Yeast-derived recombinant human insulin-like growth factor I: Production, purification, and structural characterization

Abstract

Recombinant human insulin-like growth factor I (IGF-I) is efficiently expressed and secreted fromSaccharomyces cerevisiae using a yeast α-factor leader to direct secretion. However, approximately 10–20% of the IGF-I was in a monomeric form, the remaining materials being disulfide-linked aggregates. When the purified material was subjected to reverse-phase high-performance liquid chromatography (rp-HPLC), it gave two doublet peaks, I and II. Upon reduction, doublet peaks I and II converged to one doublet peak. This suggests that peaks I and II result from different disulfide structures, and the doublet feature of each peak results from other causes. Different disulfide structures between peaks I and II were also suggested from the near UV circular dichroism of these proteins.
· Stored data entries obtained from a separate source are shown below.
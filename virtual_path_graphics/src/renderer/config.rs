/// Renderer configuration

use std::borrow::Cow;

/// Vertex + fragment source pair
#[derive(Debug, Clone, PartialEq, Eq)]
pub struct ShaderSources {
    pub vertex: Cow<'static, str>,
    pub fragment: Cow<'static, str>,
}

impl ShaderSources {
    pub fn new(vertex: impl Into<Cow<'static, str>>, fragment: impl Into<Cow<'static, str>>) -> Self {
        Self {
            vertex: vertex.into(),
            fragment: fragment.into(),
        }
    }

    /// Full-screen composite pass sampling uniform `tex`
    pub fn canvas() -> Self {
        Self::new(
            include_str!("../../shaders/canvas.vert"),
            include_str!("../../shaders/canvas.frag"),
        )
    }

    /// Lit solid color pass (uniforms: transform matrices and `color`)
    pub fn solid_color() -> Self {
        Self::new(
            include_str!("../../shaders/solid_color.vert"),
            include_str!("../../shaders/solid_color.frag"),
        )
    }
}

/// Renderer configuration
#[derive(Debug, Clone)]
pub struct RendererConfig {
    /// Multisample count of the offscreen frame (>= 1)
    pub samples: u32,
    /// Clear color of the presentation target before compositing
    pub clear_color: [f32; 4],
    /// Shaders of the composite pass
    pub composite_shaders: ShaderSources,
}

impl Default for RendererConfig {
    fn default() -> Self {
        Self {
            samples: 4,
            clear_color: [0.0, 0.0, 0.0, 1.0],
            composite_shaders: ShaderSources::canvas(),
        }
    }
}
/*!
# VirtualPath Graphics

Backend-agnostic core of the VirtualPath real-time renderer.

A host windowing layer owns the GL context and forwards its lifecycle to a
[`Renderer`](renderer::Renderer). The renderer draws one
[`DrawingService`](renderer::DrawingService) into a multisampled offscreen
frame every tick, resolves it, and composites the result onto the
presentation target.

## Architecture

- **GraphicsDevice**: trait over the GL-shaped driver calls (implemented by
  the `virtual_path_graphics_opengl` backend)
- **GraphicsContext**: binding-state shadow with scoped, restoring binds
- **Resources**: Buffer, Shader, RenderPipeline, Texture, Frame, Mesh
- **Renderer**: per-frame loop and drawing-service host
- **Camera**: perspective fly camera for drawing services
*/

// Internal modules
mod error;
pub mod log;
pub mod graphics_device;
pub mod resource;
pub mod camera;
pub mod renderer;
pub mod services;

pub use error::{Error, Result};

// Main virtual_path namespace module
pub mod virtual_path {
    pub use crate::error::{Error, Result};

    pub use crate::renderer::Renderer;

    // Logging sub-module (types only, macros stay at the crate root)
    pub mod log {
        pub use crate::log::{Logger, LogEntry, LogSeverity, DefaultLogger, set_logger, reset_logger};
    }

    // Device seam, binding state and the renderer host
    pub mod render {
        pub use crate::graphics_device::*;
        pub use crate::renderer::*;
    }

    pub mod resource {
        pub use crate::resource::*;
    }

    pub mod camera {
        pub use crate::camera::*;
    }

    pub mod services {
        pub use crate::services::*;
    }
}

// Re-export math library at crate root
pub use glam;
//! Whole-struct uniform blocks
//!
//! A type implementing [`UniformBlock`] lists its fields by name. Each field
//! is classified by [`FieldValue::reflect`] against the closed set of
//! [`Uniform`] kinds; nested blocks recurse. Types outside that set are
//! reported as unsupported, so a block is validated in full before any
//! uniform is written.
//!
//! ```ignore
//! struct Transforms { model: Mat4, view: Mat4, light: Light }
//! uniform_block!(Transforms { model, view, light: block });
//! pipeline.set_uniform_block("transforms", &transforms)?;
//! ```

use std::any::Any;
use glam::{Mat2, Mat3, Mat4, Vec2, Vec3, Vec4};

use crate::error::{Error, Result};
use crate::graphics_device::Uniform;

/// Value of one field of a uniform block
pub enum FieldValue<'a> {
    Uniform(Uniform),
    Block(&'a dyn UniformBlock),
    /// Field type with no uniform encoding (carries the type name)
    Unsupported(&'static str),
}

impl<'a> FieldValue<'a> {
    /// Classify a field by its concrete type
    pub fn reflect<T: Any>(value: &'a T) -> Self {
        let any = value as &dyn Any;

        macro_rules! classify {
            ($($ty:ty),*) => {
                $(
                    if let Some(v) = any.downcast_ref::<$ty>() {
                        return FieldValue::Uniform(Uniform::from(*v));
                    }
                )*
            };
        }

        classify!(i32, f32, Vec2, Vec3, Vec4, Mat2, Mat3, Mat4);
        FieldValue::Unsupported(std::any::type_name::<T>())
    }
}

/// One named field of a uniform block
pub struct UniformField<'a> {
    pub name: &'static str,
    pub value: FieldValue<'a>,
}

/// A struct whose fields map onto uniforms
///
/// Usually implemented through [`uniform_block!`](crate::uniform_block).
pub trait UniformBlock {
    fn uniform_fields(&self) -> Vec<UniformField<'_>>;
}

/// Flatten `block` into `(name, value)` pairs
///
/// Names are `prefix.field`, or bare `field` when `prefix` is empty.
pub fn flatten_block(prefix: &str, block: &dyn UniformBlock) -> Result<Vec<(String, Uniform)>> {
    let mut out = Vec::new();
    flatten_into(prefix, block, &mut out)?;
    Ok(out)
}

fn flatten_into(prefix: &str, block: &dyn UniformBlock, out: &mut Vec<(String, Uniform)>) -> Result<()> {
    for field in block.uniform_fields() {
        let name = if prefix.is_empty() {
            field.name.to_string()
        } else {
            format!("{}.{}", prefix, field.name)
        };

        match field.value {
            FieldValue::Uniform(value) => out.push((name, value)),
            FieldValue::Block(nested) => flatten_into(&name, nested, out)?,
            FieldValue::Unsupported(type_name) => {
                return Err(Error::UnsupportedUniformType { name, type_name });
            }
        }
    }
    Ok(())
}

/// Implement [`UniformBlock`] by listing fields
///
/// Nested blocks are marked with `: block`.
///
/// ```ignore
/// uniform_block!(Parameters { color, intensity });
/// uniform_block!(Scene { transforms: block, time });
/// ```
#[macro_export]
macro_rules! uniform_block {
    (@value $value:expr) => {
        $crate::resource::FieldValue::reflect($value)
    };
    (@value $value:expr, block) => {
        $crate::resource::FieldValue::Block($value)
    };
    ($ty:ty { $($field:ident $(: $kind:ident)?),* $(,)? }) => {
        impl $crate::resource::UniformBlock for $ty {
            fn uniform_fields(&self) -> Vec<$crate::resource::UniformField<'_>> {
                vec![
                    $(
                        $crate::resource::UniformField {
                            name: stringify!($field),
                            value: $crate::uniform_block!(@value &self.$field $(, $kind)?),
                        }
                    ),*
                ]
            }
        }
    };
}

#[cfg(test)]
#[path = "uniform_tests.rs"]
mod tests;
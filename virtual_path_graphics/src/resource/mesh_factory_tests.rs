use super::*;

#[test]
fn test_canvas_is_two_triangles() {
    let (vertices, indices) = MeshFactory::canvas();
    assert_eq!(vertices.len(), 6);
    assert_eq!(indices, vec![0, 1, 2, 3, 4, 5]);
}

#[test]
fn test_canvas_uvs_follow_positions() {
    let (vertices, _) = MeshFactory::canvas();
    assert_eq!(vertices[0].position(), Vec3::new(-1.0, 1.0, 0.0));
    assert_eq!(vertices[0].tex_coord(), Vec2::new(0.0, 1.0));
    assert_eq!(vertices[2].tex_coord(), Vec2::new(1.0, 0.0));
    assert_eq!(vertices[4].tex_coord(), Vec2::new(1.0, 1.0));
}

#[test]
fn test_cube_has_36_sequential_indices() {
    let (vertices, indices) = MeshFactory::cube(0.5);
    assert_eq!(vertices.len(), 36);
    assert_eq!(indices, (0..36).collect::<Vec<u32>>());
}

#[test]
fn test_cube_respects_size() {
    let (vertices, _) = MeshFactory::cube(2.0);
    assert!(vertices
        .iter()
        .all(|v| v.position.iter().all(|c| c.abs() == 2.0)));
}

#[test]
fn test_cube_normals_point_outward() {
    let (vertices, _) = MeshFactory::cube(0.5);
    for v in &vertices {
        // each vertex lies on the face its normal points at
        assert!(v.position().dot(v.normal()) > 0.0);
        assert_eq!(v.normal().length(), 1.0);
    }
}
//! GPU resources
//!
//! Every resource owns its driver objects and deletes them exactly once,
//! on `release()` or on drop.

pub mod graphics_resource;
pub mod buffer;
pub mod shader;
pub mod uniform;
pub mod pipeline;
pub mod texture;
pub mod frame;
pub mod vertex;
pub mod mesh;
pub mod mesh_factory;

pub use graphics_resource::{GraphicsResource, OwnedHandle};
pub use buffer::Buffer;
pub use shader::Shader;
pub use uniform::{flatten_block, FieldValue, UniformBlock, UniformField};
pub use pipeline::RenderPipeline;
pub use texture::Texture;
pub use frame::Frame;
pub use vertex::{Vertex, VertexLayout};
pub use mesh::Mesh;
pub use mesh_factory::MeshFactory;
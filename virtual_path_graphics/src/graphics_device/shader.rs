/// Shader stages and uniform values

use glam::{Mat2, Mat3, Mat4, Vec2, Vec3, Vec4};

/// Programmable pipeline stage
#[derive(Debug, Clone, Copy, PartialEq, Eq, Hash)]
pub enum ShaderStage {
    Vertex,
    Fragment,
}

/// Driver-assigned uniform location
#[derive(Debug, Clone, Copy, PartialEq, Eq, Hash)]
pub struct UniformLocation(pub u32);

/// Value that can be written to a single uniform
///
/// This is the closed set of uniform kinds the core knows how to encode.
/// Anything else has to be broken down into these by the caller.
#[derive(Debug, Clone, Copy, PartialEq)]
pub enum Uniform {
    I32(i32),
    F32(f32),
    Vec2(Vec2),
    Vec3(Vec3),
    Vec4(Vec4),
    Mat2(Mat2),
    Mat3(Mat3),
    Mat4(Mat4),
}

impl Uniform {
    /// GLSL type name, for logs
    pub fn glsl_type(&self) -> &'static str {
        match self {
            Uniform::I32(_) => "int",
            Uniform::F32(_) => "float",
            Uniform::Vec2(_) => "vec2",
            Uniform::Vec3(_) => "vec3",
            Uniform::Vec4(_) => "vec4",
            Uniform::Mat2(_) => "mat2",
            Uniform::Mat3(_) => "mat3",
            Uniform::Mat4(_) => "mat4",
        }
    }
}

macro_rules! impl_uniform_from {
    ($($ty:ty => $variant:ident),* $(,)?) => {
        $(
            impl From<$ty> for Uniform {
                fn from(value: $ty) -> Self {
                    Uniform::$variant(value)
                }
            }
        )*
    };
}

impl_uniform_from! {
    i32 => I32,
    f32 => F32,
    Vec2 => Vec2,
    Vec3 => Vec3,
    Vec4 => Vec4,
    Mat2 => Mat2,
    Mat3 => Mat3,
    Mat4 => Mat4,
}

#[cfg(test)]
#[path = "shader_tests.rs"]
mod tests;
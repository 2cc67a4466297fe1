/// Buffer binding targets and usage hints

/// Binding target of a GPU buffer
#[derive(Debug, Clone, Copy, PartialEq, Eq, Hash)]
pub enum BufferTarget {
    /// Vertex attribute data (GL_ARRAY_BUFFER)
    Vertex,
    /// Element indices (GL_ELEMENT_ARRAY_BUFFER), captured by the bound vertex array
    Index,
    /// Uniform block storage (GL_UNIFORM_BUFFER)
    Uniform,
}

/// Expected update frequency of a buffer
#[derive(Debug, Clone, Copy, PartialEq, Eq)]
pub enum BufferUsage {
    /// Written once, drawn many times
    Static,
    /// Rewritten frequently
    Dynamic,
}
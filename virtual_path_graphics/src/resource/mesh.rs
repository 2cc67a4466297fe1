/// Indexed triangle mesh: vertex array + vertex buffer + index buffer

use crate::error::{Error, Result};
use crate::graphics_device::{
    BindingPoint, BufferTarget, BufferUsage, ContextRef, Handle, IndexType,
    ObjectKind, PrimitiveTopology,
};
use crate::resource::{Buffer, GraphicsResource, OwnedHandle, Vertex, VertexLayout};
use crate::{engine_debug, engine_raise};

pub struct Mesh<V: VertexLayout = Vertex> {
    vertex_array: OwnedHandle,
    vertices: Buffer<V>,
    indices: Buffer<u32>,
}

impl<V: VertexLayout> Mesh<V> {
    /// Upload `vertices` and `indices` and capture the index buffer in a
    /// new vertex array
    pub fn new(context: &ContextRef, vertices: &[V], indices: &[u32]) -> Result<Self> {
        let vertices = Buffer::from_slice(context, BufferTarget::Vertex, BufferUsage::Static, vertices)?;
        let indices = Buffer::from_slice(context, BufferTarget::Index, BufferUsage::Static, indices)?;
        let vertex_array = OwnedHandle::create(context, ObjectKind::VertexArray)?;

        {
            let mut ctx = context.borrow_mut();
            let mut bound = ctx.bind(BindingPoint::VertexArray, Some(vertex_array.require()?));
            bound.set_binding(BindingPoint::Buffer(BufferTarget::Index), indices.handle());
        }

        engine_debug!(
            "vpgfx::Mesh",
            "created mesh: {} vertices, {} indices", vertices.len(), indices.len()
        );
        Ok(Self { vertex_array, vertices, indices })
    }

    /// Source float attribute `index` from `field` of the vertex record
    ///
    /// # Arguments
    ///
    /// * `index` - Shader attribute location
    /// * `components` - Number of floats read per vertex (1 to 4)
    /// * `field` - Field name in the vertex record (e.g. "position")
    ///
    /// # Errors
    ///
    /// `InvalidArgument` if the vertex record has no such field.
    pub fn vertex_attribute_pointer(&self, index: u32, components: u32, field: &str) -> Result<()> {
        let offset = V::field_offset(field).ok_or_else(|| {
            engine_raise!("vpgfx::Mesh", Error::InvalidArgument(format!(
                "vertex record has no field '{}'", field
            )))
        })?;

        let vertex_array = self.vertex_array.require()?;
        let vertices = self.vertices.handle();

        let mut ctx = self.vertex_array.context().borrow_mut();
        let mut array = ctx.bind(BindingPoint::VertexArray, Some(vertex_array));
        let mut bound = array.bind(BindingPoint::Buffer(BufferTarget::Vertex), vertices);
        let device = bound.device();
        device.vertex_attrib_pointer(index, components, V::stride(), offset);
        device.enable_vertex_attrib_array(index);
        Ok(())
    }

    /// Indexed triangle-list draw of every index
    pub fn draw(&self) -> Result<()> {
        let vertex_array = self.vertex_array.require()?;
        let count = self.index_count();

        let mut ctx = self.vertex_array.context().borrow_mut();
        let mut bound = ctx.bind(BindingPoint::VertexArray, Some(vertex_array));
        bound.draw_elements(PrimitiveTopology::TriangleList, count, IndexType::U32);
        Ok(())
    }

    pub fn index_count(&self) -> u32 {
        self.indices.len() as u32
    }

    pub fn vertex_count(&self) -> usize {
        self.vertices.len()
    }

    pub fn vertex_buffer(&self) -> &Buffer<V> {
        &self.vertices
    }

    pub fn index_buffer(&self) -> &Buffer<u32> {
        &self.indices
    }
}

impl<V: VertexLayout> GraphicsResource for Mesh<V> {
    fn handle(&self) -> Option<Handle> {
        self.vertex_array.get()
    }

    fn release(&mut self) {
        self.vertex_array.release();
        self.vertices.release();
        self.indices.release();
    }
}

#[cfg(test)]
#[path = "mesh_tests.rs"]
mod tests;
Only the peak II was biologically active, indicating that peak II has the correct disulfide structure. Concanavalin A affinity chromatography of the purified peak II doublet showed binding of the subpeak with an earlier rp-HPLC retention time, indicating that it was glycosylated. Sequence analysis of tryptic peptides suggested that Thr²⁹ was the site of glycosylation. Site-directed mutagenesis was used to convert Thr²⁹ to Asn²⁹. This substitution reduced, but did not eliminate IGF-I glycosylation, suggesting additional glycosylation sites. The site of carbohydrate addition was consistent with the model that O-glycosylations occur on hydroxyl amino acids near proline residues in β-turns.